# No wonder I feel awful



## rkh3 (Feb 27, 2010)

Just got lab results-

TSH 48.48 (0.27-4.2):scared0011:
T4 4.4 (4.6-12)
T3 .72 (.80-2)


----------



## miltomeal (May 17, 2011)

Yep! what is your doc doing about replacement hormones?


----------



## rkh3 (Feb 27, 2010)

She increased synthroid to 125 mcg/day from 112


----------



## Octavia (Aug 1, 2011)

Well, that would explain a lot!

That's not a big increase, but hopefully it will get you into a better range. Do you re-test in 6-8 weeks?


----------



## webster2 (May 19, 2011)

Yikes, no wonder you feel terrible. I hope the increase will help.


----------



## rkh3 (Feb 27, 2010)

Octavia said:


> Well, that would explain a lot!
> 
> That's not a big increase, but hopefully it will get you into a better range. Do you re-test in 6-8 weeks?

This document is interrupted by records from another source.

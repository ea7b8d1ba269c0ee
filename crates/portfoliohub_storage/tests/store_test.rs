//! Tests for the in-memory document stores.

use chrono::Utc;
use portfoliohub_core::{
    Account, AccountId, AccountUpdate, BalanceDelta, Comment, CommentId, CommentStatus, Listing,
    ListingDraft, ListingDuration, ListingId, ListingStatus, MaintenanceConfig, ModerationVerdict,
    Role,
};
use portfoliohub_error::LedgerErrorKind;
use portfoliohub_interface::{
    AccountStore, CommentStore, ConfigStore, Credentials, IdentityProvider, ListingStore,
    Subscription,
};
use portfoliohub_storage::{
    InMemoryAccountStore, InMemoryCommentStore, InMemoryConfigStore, InMemoryListingStore,
    LocalIdentityProvider,
};
use std::sync::Arc;

async fn store_with(id: &str, points: i64, credits: i64) -> InMemoryAccountStore {
    let store = InMemoryAccountStore::new();
    let mut account = Account::new_member(AccountId::from(id), id, None, points, Utc::now());
    account.credits = credits;
    store.insert_account(&account).await.unwrap();
    store
}

fn listing(creator: &str) -> Listing {
    let draft = ListingDraft::builder()
        .title("Dunes")
        .description("Sand studies")
        .image_url("https://img.example/dunes.png")
        .build()
        .unwrap();
    let creator = Account::new_member(AccountId::from(creator), creator, None, 25, Utc::now());
    Listing::publish(
        ListingId::generate(),
        &draft,
        &creator,
        ListingDuration::OneHour,
        Utc::now(),
    )
}

#[tokio::test]
async fn test_duplicate_account_rejected() {
    let store = store_with("a", 25, 0).await;
    let again = Account::new_member(AccountId::from("a"), "a", None, 25, Utc::now());
    let err = store.insert_account(&again).await.unwrap_err();
    assert_eq!(
        err.ledger_kind(),
        Some(&LedgerErrorKind::AccountExists("a".to_string()))
    );
}

#[tokio::test]
async fn test_increment_missing_account() {
    let store = InMemoryAccountStore::new();
    let err = store
        .increment(&AccountId::from("ghost"), BalanceDelta::points(1))
        .await
        .unwrap_err();
    assert!(matches!(
        err.ledger_kind(),
        Some(LedgerErrorKind::AccountNotFound(_))
    ));
}

#[tokio::test]
async fn test_concurrent_increments_compose() {
    let store = store_with("a", 0, 0).await;
    let id = AccountId::from("a");
    let tasks: Vec<_> = (0..50)
        .map(|_| {
            let store = store.clone();
            let id = id.clone();
            tokio::spawn(async move { store.increment(&id, BalanceDelta::points(1)).await })
        })
        .collect();
    for task in futures::future::join_all(tasks).await {
        task.unwrap().unwrap();
    }
    assert_eq!(store.account(&id).await.unwrap().unwrap().points, 50);
}

#[tokio::test]
async fn test_concurrent_guarded_debits_never_overdraw() {
    let store = store_with("a", 0, 3).await;
    let id = AccountId::from("a");
    let tasks: Vec<_> = (0..10)
        .map(|_| {
            let store = store.clone();
            let id = id.clone();
            tokio::spawn(async move {
                store
                    .increment_guarded(&id, BalanceDelta::credits(-1))
                    .await
                    .is_ok()
            })
        })
        .collect();
    let successes = futures::future::join_all(tasks)
        .await
        .into_iter()
        .filter(|ok| *ok.as_ref().unwrap())
        .count();
    assert_eq!(successes, 3);
    assert_eq!(store.account(&id).await.unwrap().unwrap().credits, 0);
}

#[tokio::test]
async fn test_failed_guard_writes_nothing() {
    let store = store_with("a", 10, 0).await;
    let id = AccountId::from("a");
    let err = store
        .increment_guarded(&id, BalanceDelta::points(-20).and_credits(6))
        .await
        .unwrap_err();
    assert_eq!(
        err.ledger_kind(),
        Some(&LedgerErrorKind::InsufficientPoints {
            required: 20,
            available: 10
        })
    );
    let account = store.account(&id).await.unwrap().unwrap();
    assert_eq!((account.points, account.credits), (10, 0));
}

#[tokio::test]
async fn test_increment_overflow_writes_nothing() {
    let store = store_with("a", i64::MAX - 1, 0).await;
    let err = store
        .increment(&AccountId::from("a"), BalanceDelta::points(2))
        .await
        .unwrap_err();
    assert!(matches!(
        err.ledger_kind(),
        Some(LedgerErrorKind::BalanceOverflow { .. })
    ));
    let account = store.account(&AccountId::from("a")).await.unwrap().unwrap();
    assert_eq!(account.points, i64::MAX - 1);
}

#[tokio::test]
async fn test_update_overwrites_fields() {
    let store = store_with("a", 10, 0).await;
    let updated = store
        .update_account(
            &AccountId::from("a"),
            &AccountUpdate {
                role: Some(Role::Admin),
                points: Some(-4),
                ..Default::default()
            },
        )
        .await
        .unwrap();
    assert_eq!(updated.role, Role::Admin);
    assert_eq!(updated.points, -4);
    assert_eq!(updated.credits, 0);
}

#[tokio::test]
async fn test_account_subscription_sees_writes() {
    let store = store_with("a", 10, 0).await;
    let mut richest = Subscription::new(store.watch_accounts(), |all: &[Account]| {
        all.iter().map(|a| a.points).collect()
    });
    assert_eq!(richest.current(), vec![10]);

    store
        .increment(&AccountId::from("a"), BalanceDelta::points(5))
        .await
        .unwrap();
    assert_eq!(richest.changed().await, Some(vec![15]));
}

#[tokio::test]
async fn test_listing_counters_and_status() {
    let store = InMemoryListingStore::new();
    let listing = listing("a");
    store.insert_listing(&listing).await.unwrap();

    let updated = store.increment_counters(&listing.id, 1, 2).await.unwrap();
    assert_eq!((updated.likes, updated.views), (1, 2));

    store
        .set_status(&listing.id, ListingStatus::Expired)
        .await
        .unwrap();
    assert!(
        store
            .listings_with_status(ListingStatus::Active)
            .await
            .unwrap()
            .is_empty()
    );

    store.delete_listing(&listing.id).await.unwrap();
    assert!(store.listing(&listing.id).await.unwrap().is_none());
    assert!(store.delete_listing(&listing.id).await.is_err());
}

#[tokio::test]
async fn test_points_awarded_flips_once() {
    let store = Arc::new(InMemoryCommentStore::new());
    let comment = Comment::pending(
        CommentId::generate(),
        ListingId::from("l"),
        AccountId::from("b"),
        "Bea",
        Role::Member,
        "Great work!",
        Utc::now(),
    );
    store.insert_comment(&comment).await.unwrap();

    let tasks: Vec<_> = (0..8)
        .map(|_| {
            let store = Arc::clone(&store);
            let id = comment.id.clone();
            tokio::spawn(async move { store.mark_points_awarded(&id).await.unwrap() })
        })
        .collect();
    let flips = futures::future::join_all(tasks)
        .await
        .into_iter()
        .filter(|flipped| *flipped.as_ref().unwrap())
        .count();
    assert_eq!(flips, 1);
}

#[tokio::test]
async fn test_update_comment_keeps_award_flag() {
    let store = InMemoryCommentStore::new();
    let mut comment = Comment::pending(
        CommentId::generate(),
        ListingId::from("l"),
        AccountId::from("b"),
        "Bea",
        Role::Member,
        "Nice",
        Utc::now(),
    );
    store.insert_comment(&comment).await.unwrap();
    store.mark_points_awarded(&comment.id).await.unwrap();

    comment.apply_verdict(&ModerationVerdict::approved(0.9), Utc::now());
    store.update_comment(&comment).await.unwrap();

    let stored = store.comment(&comment.id).await.unwrap().unwrap();
    assert_eq!(stored.status, CommentStatus::Approved);
    assert!(stored.points_awarded);
    assert_eq!(
        store
            .comments_for_listing(&ListingId::from("l"), CommentStatus::Approved)
            .await
            .unwrap()
            .len(),
        1
    );
}

#[tokio::test]
async fn test_conditional_update_leaves_decided_comments() {
    let store = InMemoryCommentStore::new();
    let mut comment = Comment::pending(
        CommentId::generate(),
        ListingId::from("l"),
        AccountId::from("b"),
        "Bea",
        Role::Member,
        "Nice",
        Utc::now(),
    );
    store.insert_comment(&comment).await.unwrap();

    let mut decided = comment.clone();
    decided.apply_verdict(&ModerationVerdict::rejected("spam", 1.0), Utc::now());
    store.update_comment(&decided).await.unwrap();

    let mut rx = store.watch_comments();
    rx.borrow_and_update();
    comment.apply_verdict(&ModerationVerdict::approved(0.9), Utc::now());
    assert!(store.update_comment_if_pending(&comment).await.unwrap().is_none());
    assert!(!rx.has_changed().unwrap());

    let stored = store.comment(&comment.id).await.unwrap().unwrap();
    assert_eq!(stored.status, CommentStatus::Rejected);
    assert_eq!(stored.moderation_reason.as_deref(), Some("spam"));

    let fresh = Comment::pending(
        CommentId::generate(),
        ListingId::from("l"),
        AccountId::from("b"),
        "Bea",
        Role::Member,
        "Nice",
        Utc::now(),
    );
    store.insert_comment(&fresh).await.unwrap();
    let mut approved = fresh.clone();
    approved.apply_verdict(&ModerationVerdict::approved(0.9), Utc::now());
    let written = store.update_comment_if_pending(&approved).await.unwrap().unwrap();
    assert_eq!(written.status, CommentStatus::Approved);

    let ghost = Comment { id: CommentId::generate(), ..fresh };
    assert!(store.update_comment_if_pending(&ghost).await.is_err());
}

#[tokio::test]
async fn test_config_store_round_trip() {
    let store = InMemoryConfigStore::new();
    assert!(store.maintenance().await.unwrap().is_none());

    let mut rx = store.watch_maintenance();
    let config = MaintenanceConfig {
        is_active: true,
        ..Default::default()
    };
    store.put_maintenance(&config).await.unwrap();
    rx.changed().await.unwrap();
    assert_eq!(rx.borrow().as_ref(), Some(&config));
}

#[tokio::test]
async fn test_local_identity_flow() {
    let auth = LocalIdentityProvider::new();
    let credentials = Credentials::new("ada@example.com", "secret-pass");

    assert!(
        auth.sign_up(&Credentials::new("x@example.com", "123"), "X")
            .await
            .is_err()
    );

    let registered = auth.sign_up(&credentials, "Ada").await.unwrap();
    assert_eq!(auth.current_user(), Some(registered.clone()));

    auth.sign_out().await.unwrap();
    assert!(auth.current_user().is_none());

    let wrong = Credentials::new("ada@example.com", "nope-nope");
    assert!(auth.sign_in(&wrong).await.is_err());

    let signed_in = auth.sign_in(&credentials).await.unwrap();
    assert_eq!(signed_in.id, registered.id);
}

Yes, retest in 6 weeks, it will be a long 6 weeks though.


----------



## rkh3 (Feb 27, 2010)

Having never been hypo before would it cause-

NO energy, just want to sleep
Aches and pains, especially neck, back, arms, legs
Shortness of breath
Depression
Anxiety
Light headedness

Mornings are the worst, just want to go back to bed.

?????


----------



## midgetmaid (Jul 22, 2010)

Yes, it can cause all those symptoms. I'm sorry you feel so rotten! I understand-my TSH went to 42 after RAI for Graves.
It will take time to bring it down. Be sure to take synthroid on an empty stomach and wait at least an hour to eat or drink anything except water. If you're taking iron or calcium, wait at least 4 hours after synthroid to take them.
I hope you feel better soon!

Renee


----------



## joplin1975 (Jul 21, 2011)

Yup, it does happen. Mine got up to 121. Ouch. Even with a small increase, I started to feel better in about 72 hours. I hope you do, too.


----------



## rkh3 (Feb 27, 2010)

When I saw my pcp last week due to being exhausted, anxious, depressed he looked up the labs and commented on how much the levels were off, especially the TSH. Rather than an "ah ha" moment, this is why you feel awful, he put me on anti depressants and anti anxiety meds and told me to see a counseler. The wondering and worrying why I felt so bad was making me even more depressed and anxious. 
Although I still feel terrible I do feel better knowing why. You really have to be your own advocate with MDs. 
Thanks for listening........


----------



## Andros (Aug 26, 2009)

rkh3 said:


> Just got lab results-
> 
> TSH 48 (0.3-3.0):scared0011:
> T4 4 (5.8-7.6)
> ...


Good grief! Way hypo; are'nt you? My goodness. Did doc say to cut back on anti-thyroid med?


----------



## rkh3 (Feb 27, 2010)

I'm on synthroid since my TT, she increased the dose to 125 mcg


----------



## Octavia (Aug 1, 2011)

rkh3 said:


> Rather than an "ah ha" moment, this is why you feel awful, he put me on anti depressants and anti anxiety meds and told me to see a counseler.


WOW...just wow.


----------



## Andros (Aug 26, 2009)

rkh3 said:


> I'm on synthroid since my TT, she increased the dose to 125 mcg


Oh, I see. Your medical history was not available. I am glad she increased your dose. Please let us know how that works out for you!


----------



## rkh3 (Feb 27, 2010)

Octavia said:


> WOW...just wow.


Ya, my thought as well....


----------



## rkh3 (Feb 27, 2010)

9/19 labs-
TSH 11.38 (.27-4.2)
Total T3 .79 (.8-2.0)
T3 uptake 32 (27-37)
T4 6.1 (4.6-12)

8/8 labs
TSH 48.48 (0.27-4.2)
T4 4.4 (4.6-12)
T3 .72 (.8-2)

Bumping synthroid up to 137 mcg from 125 mcg.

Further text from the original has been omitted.